I didn't see the whole movie on Sunday, due to an interruption by dinner and Britney Spears, but I thought I'd post some preliminary thoughts anyways. What a sweet, nostalgic piece - and there's nothing quite like sweet nostalgia to make you feel old. Radio Days is the semi-autobiographical story of Woody Allen's childhood in post-war Brooklyn, and how his memories are flavored by the pop milieu wafting through the radio programs. A VERY young Seth Green plays the young Woody-Allen-character. It's trippy not only because it makes you see a non-existent resemblance between Woody Allen and Seth Green, but there's also something about Seth Green aging so much that makes you suddenly wake up, as if from a dream, to the cognizance of just how dismally dismally short life is.

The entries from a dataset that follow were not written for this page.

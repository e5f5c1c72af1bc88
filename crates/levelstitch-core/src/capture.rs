//! Interactive capture of a reference line from pointer events.
//!
//! A line is drawn with a single drag: press on the first endpoint, move, and
//! release on the second. Releasing outside the image (or on the starting
//! point) cancels the line instead of storing an invalid one.

use crate::geometry::{real_distance, scale, vector, FrameSize, Line, Point};

/// Result of releasing the pointer.
#[derive(Debug, Clone, Copy, PartialEq)]
pub enum CaptureOutcome {
    /// A valid line was drawn.
    Completed(Line),
    /// The drag ended outside the image or had no length; nothing is kept.
    Cancelled,
    /// Release without a preceding press.
    Ignored,
}

#[derive(Debug, Clone, Copy, PartialEq, Default)]
enum CaptureState {
    #[default]
    Idle,
    Dragging {
        start: Point,
        hover: Option<Point>,
    },
    Done(Line),
}

/// Pointer-driven line capture for one image.
#[derive(Debug, Clone, Default)]
pub struct LineCapture {
    state: CaptureState,
}

impl LineCapture {
    pub fn new() -> Self {
        Self::default()
    }

    /// Start a new line at `point`, discarding any previous one.
    pub fn press(&mut self, point: Point) {
        self.state = CaptureState::Dragging {
            start: point,
            hover: None,
        };
    }

    /// Track the pointer while a line is being dragged.
    pub fn hover(&mut self, point: Point) {
        if let CaptureState::Dragging { start, .. } = self.state {
            self.state = CaptureState::Dragging {
                start,
                hover: Some(point),
            };
        }
    }

    /// Finish the drag at `point`.
    pub fn release(&mut self, point: Point) -> CaptureOutcome {
        let CaptureState::Dragging { start, .. } = self.state else {
            return CaptureOutcome::Ignored;
        };

        let line = Line::new(start, point);
        match line.validate() {
            Ok(()) => {
                self.state = CaptureState::Done(line);
                CaptureOutcome::Completed(line)
            }
            Err(_) => {
                self.state = CaptureState::Idle;
                CaptureOutcome::Cancelled
            }
        }
    }

    /// Drop the in-progress or completed line.
    pub fn reset(&mut self) {
        self.state = CaptureState::Idle;
    }

    /// The completed line, if any.
    pub fn line(&self) -> Option<Line> {
        match self.state {
            CaptureState::Done(line) => Some(line),
            _ => None,
        }
    }

    /// The line to preview: the completed line, or the start joined to the
    /// current hover point while dragging.
    pub fn preview(&self) -> Option<Line> {
        match self.state {
            CaptureState::Idle => None,
            CaptureState::Dragging { start, hover } => hover.map(|h| Line::new(start, h)),
            CaptureState::Done(line) => Some(line),
        }
    }

    /// Points to draw as markers: the endpoints plus guide dots along the preview.
    pub fn markers(&self, frame: FrameSize, spacing: f64) -> Vec<Point> {
        match self.state {
            CaptureState::Idle => Vec::new(),
            CaptureState::Dragging { start, hover: None } => vec![start],
            CaptureState::Dragging {
                start,
                hover: Some(hover),
            } => {
                let line = Line::new(start, hover);
                let mut points = vec![start];
                points.extend(guide_points(line, frame, spacing));
                points.push(hover);
                points
            }
            CaptureState::Done(line) => {
                let mut points = vec![line.start, line.end];
                points.extend(guide_points(line, frame, spacing));
                points
            }
        }
    }
}

/// Evenly spaced interior points along `line`, roughly `spacing` pixels apart
/// on a display of size `frame`.
///
/// With `count = floor(length / spacing)` the line is split into `count`
/// equal steps and the `count - 1` interior points are returned. Lines shorter
/// than one step produce no points.
pub fn guide_points(line: Line, frame: FrameSize, spacing: f64) -> Vec<Point> {
    if !spacing.is_finite() || spacing <= 0.0 {
        return Vec::new();
    }

    let distance = real_distance(line.start, line.end, frame);
    let count = (distance / spacing).floor();
    if !count.is_finite() || count < 2.0 {
        return Vec::new();
    }

    let count = count as usize;
    let v = vector(line.start, line.end);
    (1..count)
        .map(|i| {
            let step = scale(v, i as f64 / count as f64);
            Point::new(line.start.x + step.x, line.start.y + step.y)
        })
        .collect()
}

It must have something to do with the way the years are telescoped; you see this tale of a begone era - historic and distant, as mythical as the Minotaur if you were born in the Reagan era, like me - that is described with loving memory as if it were just yesterday. Then you have babyfaced Seth Green (who looks eerily unchanged) living in that begone era, even while you know that it was actually circa 1985 at the time - and all the time you think elapsed while Seth Green was transforming from that babyface to the Robot Chicken guy (1940-20XX in the Radio Days fictional world) is comparatively just a blink of eye (1985-20XX in real life). Then you see vividly how much has happened (to Seth Green and to the rest of the world) in such a fraction of a time, and you're assaulted with the perspective that man's life is but a day. These meager years, which make up the Alpha and Omega of my existence, are just a speck of the human history, which in turn is a speck of the universal history. All these changes which I think are so monumental are next to meaningless. In fact, so many of the great movers and shakers of my inner world (Joey Ramone, Montgomery Clift) have long since gone poof! Truly, man's life is but a day.